Section 529 college saving plans offer income tax, gift tax, estate tax, and asset protection benefits.  But, in spite of all the hype and publicity (which they do deserve), 529s aren’t for everyone.

If you’re on either end of the wealth spectrum, there may be better options, which are often lost in the marketing barrage for 529 plans.  While 529s may be great for most people saving for college, it depends on your specific situation…

You’re on the low end of the income/wealth spectrum.  You might be better off keeping the money in your name.  You might need the money for yourself.  From an emotional perspective, you may not want to have your child see 529 money that he/she will assume is for college only to see you pull it out to meet a family emergency.  Also:  Your tax bracket may not be so high that the tax advantages of a 529 account are that significant.

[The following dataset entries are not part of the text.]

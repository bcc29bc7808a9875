//! Static technical parameters of a market participant.

use std::fmt;
use std::str::FromStr;

use serde::Deserialize;

use crate::error::{MarketError, Result};

/// Role of a participant in the local electricity market.
///
/// Discriminants match the numeric codes used by the market model.
#[derive(Debug, Clone, Copy, PartialEq, Eq, Hash, Deserialize)]
#[serde(rename_all = "snake_case")]
#[repr(u8)]
pub enum ParticipantType {
    /// Conventional energy retailer.
    Cer = 0,
    /// Renewable energy retailer.
    Rer = 1,
    /// Consumer without own generation.
    OrdinaryProsumer = 2,
    /// Prosumer with renewable generation.
    ResProsumer = 3,
    /// Prosumer trading on the local market.
    LocalProsumer = 4,
}

impl ParticipantType {
    pub const ALL: [Self; 5] = [
        Self::Cer,
        Self::Rer,
        Self::OrdinaryProsumer,
        Self::ResProsumer,
        Self::LocalProsumer,
    ];

    /// Numeric type code (0..=4).
    pub fn code(self) -> u8 {
        self as u8
    }

    /// Consumer-side roles (code >= 2).
    pub fn is_prosumer(self) -> bool {
        self.code() >= 2
    }

    /// Supply-side roles (CER and RER).
    pub fn is_retailer(self) -> bool {
        !self.is_prosumer()
    }

    pub fn as_str(self) -> &'static str {
        match self {
            Self::Cer => "cer",
            Self::Rer => "rer",
            Self::OrdinaryProsumer => "ordinary_prosumer",
            Self::ResProsumer => "res_prosumer",
            Self::LocalProsumer => "local_prosumer",
        }
    }
}

impl TryFrom<u8> for ParticipantType {
    type Error = MarketError;

    fn try_from(code: u8) -> Result<Self> {
        Self::ALL
            .into_iter()
            .find(|t| t.code() == code)
            .ok_or_else(|| MarketError::unknown_key("participant type", code.to_string()))
    }
}

impl FromStr for ParticipantType {
    type Err = MarketError;

    fn from_str(s: &str) -> Result<Self> {
        Self::ALL
            .into_iter()
            .find(|t| t.as_str() == s)
            .ok_or_else(|| MarketError::unknown_key("participant type", s))
    }
}

impl fmt::Display for ParticipantType {
    fn fmt(&self, f: &mut fmt::Formatter<'_>) -> fmt::Result {
        f.write_str(self.as_str())
    }
}

/// Sources a participant may attach a premium to.
#[derive(Debug, Clone, Copy, PartialEq, Eq, Hash)]
pub enum PremiumSource {
    /// Renewable energy.
    Res,
    /// Energy bought on the local market.
    Lem,
    /// Self-supplied energy.
    Own,
}

impl PremiumSource {
    pub const ALL: [Self; 3] = [Self::Res, Self::Lem, Self::Own];

    pub fn as_str(self) -> &'static str {
        match self {
            Self::Res => "res",
            Self::Lem => "lem",
            Self::Own => "self",
        }
    }
}

impl FromStr for PremiumSource {
    type Err = MarketError;

    fn from_str(s: &str) -> Result<Self> {
        Self::ALL
            .into_iter()
            .find(|source| source.as_str() == s)
            .ok_or_else(|| MarketError::unknown_key("premium source", s))
    }
}

/// Premium rates by electricity source.
#[derive(Debug, Clone, Copy, Default, PartialEq, Deserialize)]
#[serde(default, deny_unknown_fields)]
pub struct Premium {
    pub res: f64,
    pub lem: f64,
    #[serde(rename = "self")]
    pub own: f64,
}

impl Premium {
    pub fn get(&self, source: PremiumSource) -> f64 {
        match source {
            PremiumSource::Res => self.res,
            PremiumSource::Lem => self.lem,
            PremiumSource::Own => self.own,
        }
    }
}

/// Initial battery state of charge split by accounting source.
#[derive(Debug, Clone, Copy, Default, PartialEq, Deserialize)]
#[serde(default, deny_unknown_fields)]
pub struct InitialSoc {
    #[serde(rename = "self")]
    pub own: f64,
    pub lem: f64,
    pub rer: f64,
    pub cer: f64,
}

impl InitialSoc {
    pub fn total(&self) -> f64 {
        self.own + self.lem + self.rer + self.cer
    }
}

/// Static battery energy storage system specification.
///
/// Only the parameters are modelled; dispatch is left to an external solver.
#[derive(Debug, Clone, Copy, PartialEq, Deserialize)]
#[serde(default, deny_unknown_fields)]
pub struct BessParameters {
    /// Energy rating.
    pub energy: f64,
    /// Power capacity.
    pub capacity: f64,
    /// Round-trip efficiency (0..=1).
    pub efficiency: f64,
    pub initial_soc: InitialSoc,
}

impl Default for BessParameters {
    fn default() -> Self {
        Self {
            energy: 0.0,
            capacity: 0.0,
            efficiency: 1.0,
            initial_soc: InitialSoc::default(),
        }
    }
}

/// Full parameter record of one participant.
///
/// The participant type is fixed when the record is built and has no setter.
#[derive(Debug, Clone, PartialEq)]
pub struct ParticipantParameters {
    participant_type: ParticipantType,
    pub premium: Premium,
    pub bess: BessParameters,
}

impl ParticipantParameters {
    /// Default parameters for `participant_type`: zero premiums and an empty,
    /// lossless battery.
    pub fn new(participant_type: ParticipantType) -> Self {
        Self {
            participant_type,
            premium: Premium::default(),
            bess: BessParameters::default(),
        }
    }

    pub fn with_premium(mut self, premium: Premium) -> Self {
        self.premium = premium;
        self
    }

    pub fn with_bess(mut self, bess: BessParameters) -> Self {
        self.bess = bess;
        self
    }

    pub fn participant_type(&self) -> ParticipantType {
        self.participant_type
    }
}
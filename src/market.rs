//! Market orchestration: information first, then participant predictions.

use tracing::{info, instrument, warn};

use crate::config::ScenarioConfig;
use crate::error::{MarketError, Result};
use crate::information::MarketInformation;
use crate::participant::{MarketParticipant, ParticipantType};

/// A local electricity market owning its information and an ordered
/// participant collection.
///
/// Participant predictions are always generated after the information's
/// time axis is final, since they read it.
#[derive(Debug, Clone, Default, PartialEq)]
pub struct Market {
    information: MarketInformation,
    participants: Vec<MarketParticipant>,
}

impl Market {
    /// Creates an empty market with no time axis and no participants.
    pub fn new() -> Self {
        Self::default()
    }

    /// Builds and initializes a market from `config`.
    ///
    /// # Errors
    ///
    /// Returns [`MarketError::InvalidConfig`] if `config` fails validation,
    /// otherwise propagates the first generation error.
    pub fn from_config(config: &ScenarioConfig) -> Result<Self> {
        let mut market = Self::new();
        market.initialize(config)?;
        Ok(market)
    }

    /// Initializes the reference scenario: a 35-interval day and an
    /// ordinary prosumer, a RER and a CER, in that order.
    ///
    /// # Errors
    ///
    /// Propagates any participant generation error. On error the market is
    /// unchanged.
    #[instrument(skip_all, name = "Initializing the reference scenario…")]
    pub fn initialize_reference_scenario(&mut self) -> Result<()> {
        let mut information = MarketInformation::new();
        information.generate_reference_scenario();

        let participants = [
            ParticipantType::OrdinaryProsumer,
            ParticipantType::Rer,
            ParticipantType::Cer,
        ]
        .into_iter()
        .map(MarketParticipant::new)
        .collect();

        self.commit(information, participants)
    }

    /// Initializes the market from `config`, replacing any previous state.
    ///
    /// # Errors
    ///
    /// Returns [`MarketError::InvalidConfig`] with every validation error if
    /// `config` is invalid. On error the market is unchanged.
    #[instrument(
        skip_all,
        name = "Initializing the market…",
        fields(n_participants = config.participants.len()),
    )]
    pub fn initialize(&mut self, config: &ScenarioConfig) -> Result<()> {
        let errors = config.validate();
        if !errors.is_empty() {
            warn!(n_errors = errors.len(), "Rejected scenario configuration");
            return Err(MarketError::InvalidConfig(errors));
        }

        let mut information = MarketInformation::new()
            .with_price_inflex_demand(config.information.price_inflex_demand);
        information.generate(&config.time_axis)?;

        let participants = config
            .participants
            .iter()
            .map(|p| MarketParticipant::with_parameters(p.parameters()))
            .collect();

        self.commit(information, participants)
    }

    /// Generates predictions for `participants` against the finalized
    /// `information` and stores both only if every generation succeeds.
    fn commit(
        &mut self,
        information: MarketInformation,
        mut participants: Vec<MarketParticipant>,
    ) -> Result<()> {
        let num_interval = information.num_interval();
        for participant in &mut participants {
            participant.generate_reference_scenario(num_interval, &information)?;
        }
        self.information = information;
        self.participants = participants;
        info!(
            num_interval,
            n_participants = self.participants.len(),
            "Market initialized",
        );
        Ok(())
    }

    pub fn information(&self) -> &MarketInformation {
        &self.information
    }

    /// Participants in construction order.
    pub fn participants(&self) -> &[MarketParticipant] {
        &self.participants
    }

    pub fn participant(&self, index: usize) -> Option<&MarketParticipant> {
        self.participants.get(index)
    }

    /// Mutable access for a dispatch solver filling schedules.
    pub fn participant_mut(&mut self, index: usize) -> Option<&mut MarketParticipant> {
        self.participants.get_mut(index)
    }
}

#[cfg(test)]
mod tests {
    use super::*;
    use crate::config::TimeAxisConfig;
    use crate::participant::PredictionSeries;

    #[test]
    fn new_market_is_empty() {
        let market = Market::new();
        assert!(market.participants().is_empty());
        assert!(!market.information().is_generated());
    }

    #[test]
    fn reference_scenario_order_and_types() {
        let mut market = Market::new();
        market
            .initialize_reference_scenario()
            .expect("reference scenario initializes");
        let types: Vec<_> = market
            .participants()
            .iter()
            .map(MarketParticipant::participant_type)
            .collect();
        assert_eq!(
            types,
            vec![
                ParticipantType::OrdinaryProsumer,
                ParticipantType::Rer,
                ParticipantType::Cer,
            ]
        );
        assert!(market.participants().iter().all(MarketParticipant::has_prediction));
    }

    #[test]
    fn reinitialization_replaces_participants() {
        let mut market = Market::new();
        market
            .initialize_reference_scenario()
            .expect("reference scenario initializes");
        market
            .initialize_reference_scenario()
            .expect("reference scenario initializes");
        assert_eq!(market.participants().len(), 3);
        assert_eq!(market.information().num_interval(), 35);
    }

    #[test]
    fn invalid_config_leaves_market_unchanged() {
        let mut market = Market::new();
        market
            .initialize_reference_scenario()
            .expect("reference scenario initializes");
        let before = market.clone();

        let mut cfg = ScenarioConfig::reference();
        cfg.time_axis = TimeAxisConfig {
            short_range_intervals: 0,
            long_range_intervals: 0,
            ..TimeAxisConfig::default()
        };
        let err = market.initialize(&cfg);
        assert!(matches!(err, Err(MarketError::InvalidConfig(_))));
        assert_eq!(market, before);
    }

    #[test]
    fn config_market_carries_information_parameters() {
        let mut cfg = ScenarioConfig::retail_only();
        cfg.information.price_inflex_demand = 1234.0;
        let market = Market::from_config(&cfg).expect("valid config");
        assert_eq!(market.information().price_inflex_demand(), 1234.0);
        assert_eq!(market.information().num_interval(), 24);
        let cer = market.participant(0).expect("cer exists");
        assert_eq!(
            cer.get_prediction_value(PredictionSeries::ConvGeneration, 23),
            Ok(1.0)
        );
        assert!(market.participant(2).is_none());
    }

    #[test]
    fn from_config_rejects_bad_efficiency() {
        let mut cfg = ScenarioConfig::reference();
        cfg.participants[0].bess.efficiency = -5.0;
        cfg.information.price_inflex_demand = f64::NAN;
        let Err(MarketError::InvalidConfig(errors)) = Market::from_config(&cfg) else {
            panic!("invalid config must be rejected");
        };
        assert_eq!(errors, cfg.validate());
        assert!(
            errors
                .iter()
                .any(|e| e.field == "participants[0].bess.efficiency")
        );
        assert!(
            errors
                .iter()
                .any(|e| e.field == "information.price_inflex_demand")
        );
    }

    #[test]
    fn from_config_rejects_oversized_axis_without_allocating() {
        let mut cfg = ScenarioConfig::reference();
        cfg.time_axis.short_range_intervals = 9_223_372_036_854_775_807;
        let err = Market::from_config(&cfg);
        assert!(matches!(err, Err(MarketError::InvalidConfig(_))));
    }

    #[test]
    fn failed_commit_keeps_information_and_participants_together() {
        let mut market = Market::from_config(&ScenarioConfig::retail_only()).expect("valid config");
        let before = market.clone();

        let err = market.commit(
            MarketInformation::new(),
            vec![MarketParticipant::new(ParticipantType::Cer)],
        );
        assert!(matches!(err, Err(MarketError::PreconditionViolation(_))));
        assert_eq!(market, before);
    }

    #[test]
    fn reference_scenario_replaces_configured_market_consistently() {
        let mut market = Market::from_config(&ScenarioConfig::retail_only()).expect("valid config");
        market
            .initialize_reference_scenario()
            .expect("reference scenario initializes");
        let n = market.information().num_interval();
        assert_eq!(n, 35);
        for p in market.participants() {
            for key in PredictionSeries::ALL {
                assert_eq!(p.get_prediction(key).len(), n);
            }
        }
    }
}
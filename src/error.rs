//! Error taxonomy shared by market information, participants, and the market.

use crate::config::ConfigError;

/// Errors raised by lookups and prediction generation.
///
/// Every variant is detected at the point of violation and returned to the
/// caller; nothing in the crate recovers from them silently.
#[derive(Debug, Clone, PartialEq, thiserror::Error)]
pub enum MarketError {
    /// A parameter, prediction, or enumeration key outside the known schema.
    #[error("unknown {kind} key \"{key}\"")]
    UnknownKey {
        /// What kind of key was looked up (e.g. `"participant prediction"`).
        kind: &'static str,
        /// The offending key as given by the caller.
        key: String,
    },

    /// Generation invoked before its inputs were ready or with inconsistent inputs.
    #[error("precondition violated: {0}")]
    PreconditionViolation(String),

    /// A scenario configuration rejected by [`crate::config::ScenarioConfig::validate`].
    #[error(
        "invalid scenario configuration: {}",
        .0.iter().map(ToString::to_string).collect::<Vec<_>>().join("; ")
    )]
    InvalidConfig(Vec<ConfigError>),

    /// Series access past the end of the series, or against an empty series.
    #[error("tick {tick} out of range for series \"{series}\" of length {len}")]
    IndexOutOfRange {
        /// Series name.
        series: &'static str,
        /// Requested index.
        tick: usize,
        /// Current length of the series.
        len: usize,
    },
}

impl MarketError {
    pub(crate) fn unknown_key(kind: &'static str, key: impl Into<String>) -> Self {
        Self::UnknownKey {
            kind,
            key: key.into(),
        }
    }
}

/// Convenience alias used throughout the crate.
pub type Result<T> = std::result::Result<T, MarketError>;
//! Stable code strings shared across the validator, decision computer, and
//! explain serializers.
//!
//! Every string in this module is part of the public tooling contract:
//! downstream dashboards and alerting key on them, so they must never drift.
//! New codes may be added; existing ones are frozen.

// ---------------------------------------------------------------------------
// Validation finding codes (CFG_*)
// ---------------------------------------------------------------------------

/// The patch document could not be parsed as JSON at all.
pub const CFG_PARSE_ERROR: &str = "CFG_PARSE_ERROR";
/// `schemaVersion` is missing or not `"v1"`.
pub const CFG_SCHEMA_VERSION_UNSUPPORTED: &str = "CFG_SCHEMA_VERSION_UNSUPPORTED";
/// A field not recognized at its position in the document.
pub const CFG_UNKNOWN_FIELD: &str = "CFG_UNKNOWN_FIELD";
/// A recognized field carrying a JSON value of the wrong shape.
pub const CFG_FIELD_TYPE_INVALID: &str = "CFG_FIELD_TYPE_INVALID";

pub const CFG_FLOW_NOT_REGISTERED: &str = "CFG_FLOW_NOT_REGISTERED";

pub const CFG_LIMIT_KEY_INVALID: &str = "CFG_LIMIT_KEY_INVALID";
pub const CFG_LIMIT_VALUE_INVALID: &str = "CFG_LIMIT_VALUE_INVALID";

pub const CFG_PARAMS_UNKNOWN_FIELD: &str = "CFG_PARAMS_UNKNOWN_FIELD";
pub const CFG_PARAMS_BIND_FAILED: &str = "CFG_PARAMS_BIND_FAILED";

pub const CFG_STAGE_NOT_IN_BLUEPRINT: &str = "CFG_STAGE_NOT_IN_BLUEPRINT";
pub const CFG_STAGE_DYNAMIC_MODULES_FORBIDDEN: &str = "CFG_STAGE_DYNAMIC_MODULES_FORBIDDEN";
pub const CFG_STAGE_SHADOW_MODULES_FORBIDDEN: &str = "CFG_STAGE_SHADOW_MODULES_FORBIDDEN";
pub const CFG_FANOUT_OUT_OF_RANGE: &str = "CFG_FANOUT_OUT_OF_RANGE";
/// More enabled primary modules than the stage can fan out to.
pub const CFG_FANOUT_TRIM_LIKELY: &str = "CFG_FANOUT_TRIM_LIKELY";

pub const CFG_MODULE_ID_INVALID: &str = "CFG_MODULE_ID_INVALID";
pub const CFG_MODULE_ID_DUPLICATE: &str = "CFG_MODULE_ID_DUPLICATE";
pub const CFG_MODULE_TYPE_UNKNOWN: &str = "CFG_MODULE_TYPE_UNKNOWN";
pub const CFG_MODULE_TYPE_FORBIDDEN: &str = "CFG_MODULE_TYPE_FORBIDDEN";
pub const CFG_MODULE_PRIORITY_OUT_OF_RANGE: &str = "CFG_MODULE_PRIORITY_OUT_OF_RANGE";
pub const CFG_MODULE_LIMIT_KEY_INVALID: &str = "CFG_MODULE_LIMIT_KEY_INVALID";
pub const CFG_MODULE_ARGS_UNKNOWN_FIELD: &str = "CFG_MODULE_ARGS_UNKNOWN_FIELD";
pub const CFG_MODULE_ARGS_BIND_FAILED: &str = "CFG_MODULE_ARGS_BIND_FAILED";
pub const CFG_MODULE_USE_OVERRIDE_FORBIDDEN: &str = "CFG_MODULE_USE_OVERRIDE_FORBIDDEN";

pub const CFG_GATE_INVALID: &str = "CFG_GATE_INVALID";
pub const CFG_GATE_UNKNOWN_SELECTOR: &str = "CFG_GATE_UNKNOWN_SELECTOR";
/// Info: a gate on a module that is already disabled.
pub const CFG_GATE_REDUNDANT: &str = "CFG_GATE_REDUNDANT";

pub const CFG_SHADOW_SAMPLE_OUT_OF_RANGE: &str = "CFG_SHADOW_SAMPLE_OUT_OF_RANGE";
pub const CFG_SHADOW_SAMPLE_EXCEEDS_CONTRACT: &str = "CFG_SHADOW_SAMPLE_EXCEEDS_CONTRACT";
pub const CFG_SHADOW_MODULES_HARD_EXCEEDED: &str = "CFG_SHADOW_MODULES_HARD_EXCEEDED";

pub const CFG_STAGE_MODULES_WARN: &str = "CFG_STAGE_MODULES_WARN";
pub const CFG_STAGE_MODULES_HARD_EXCEEDED: &str = "CFG_STAGE_MODULES_HARD_EXCEEDED";

pub const CFG_EXPERIMENT_FIELD_MISSING: &str = "CFG_EXPERIMENT_FIELD_MISSING";
pub const CFG_EXPERIMENT_PATCH_INVALID: &str = "CFG_EXPERIMENT_PATCH_INVALID";
pub const CFG_EXPERIMENT_STRUCTURAL_OVERRIDE: &str = "CFG_EXPERIMENT_STRUCTURAL_OVERRIDE";
pub const CFG_EXPERIMENT_DUPLICATE: &str = "CFG_EXPERIMENT_DUPLICATE";
pub const CFG_LAYER_PARAM_LEAK: &str = "CFG_LAYER_PARAM_LEAK";
pub const CFG_LAYER_MODULE_LEAK: &str = "CFG_LAYER_MODULE_LEAK";
pub const CFG_LAYER_CONFLICT: &str = "CFG_LAYER_CONFLICT";

pub const CFG_QOS_TIER_UNKNOWN: &str = "CFG_QOS_TIER_UNKNOWN";
pub const CFG_QOS_FANOUT_INCREASE_FORBIDDEN: &str = "CFG_QOS_FANOUT_INCREASE_FORBIDDEN";
pub const CFG_QOS_MODULE_ENABLE_FORBIDDEN: &str = "CFG_QOS_MODULE_ENABLE_FORBIDDEN";
pub const CFG_QOS_SHADOW_INCREASE_FORBIDDEN: &str = "CFG_QOS_SHADOW_INCREASE_FORBIDDEN";

pub const CFG_EMERGENCY_FIELD_MISSING: &str = "CFG_EMERGENCY_FIELD_MISSING";
pub const CFG_EMERGENCY_TTL_INVALID: &str = "CFG_EMERGENCY_TTL_INVALID";
pub const CFG_EMERGENCY_MODULE_UNKNOWN: &str = "CFG_EMERGENCY_MODULE_UNKNOWN";
pub const CFG_EMERGENCY_ENABLE_FORBIDDEN: &str = "CFG_EMERGENCY_ENABLE_FORBIDDEN";
pub const CFG_EMERGENCY_FIELD_FORBIDDEN: &str = "CFG_EMERGENCY_FIELD_FORBIDDEN";

// ---------------------------------------------------------------------------
// Stage decision outcome codes
// ---------------------------------------------------------------------------

pub const SELECTED: &str = "SELECTED";
pub const DISABLED: &str = "DISABLED";
pub const GATE_FALSE: &str = "GATE_FALSE";
pub const FANOUT_TRIM: &str = "FANOUT_TRIM";
pub const SHADOW_NOT_SAMPLED: &str = "SHADOW_NOT_SAMPLED";

pub const STAGE_CONTRACT_DYNAMIC_MODULES_FORBIDDEN: &str =
    "STAGE_CONTRACT_DYNAMIC_MODULES_FORBIDDEN";
pub const STAGE_CONTRACT_MODULE_TYPE_FORBIDDEN: &str = "STAGE_CONTRACT_MODULE_TYPE_FORBIDDEN";
pub const STAGE_CONTRACT_MAX_MODULES_HARD_EXCEEDED: &str =
    "STAGE_CONTRACT_MAX_MODULES_HARD_EXCEEDED";
pub const STAGE_CONTRACT_MAX_SHADOW_MODULES_HARD_EXCEEDED: &str =
    "STAGE_CONTRACT_MAX_SHADOW_MODULES_HARD_EXCEEDED";

// ---------------------------------------------------------------------------
// Overlay reason codes
// ---------------------------------------------------------------------------

/// An emergency overlay was present but its TTL had already elapsed.
pub const EMERGENCY_TTL_EXPIRED: &str = "EMERGENCY_TTL_EXPIRED";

You’re on the high end of the income/wealth spectrum.  You might benefit your family more if, as part of an overall financial, asset protection, and estate planning strategy, you establish trusts for your children and grandchildren to which you can gift interests in family businesses or investments at a discount, fractionalize ownership of family entities by these gifts, remove future appreciation from your estate, and achieve other goals.  You can, at these levels, always pay for tuition costs directly gift tax free over and above the annual gifts you can make to the trusts (currently $14,000/year)

Lesson:  529 plans, like most estate and financial techniques, are a wise choice for some people, but not for everyone.  Use discretion to be sure you’re taking the steps that are right for you.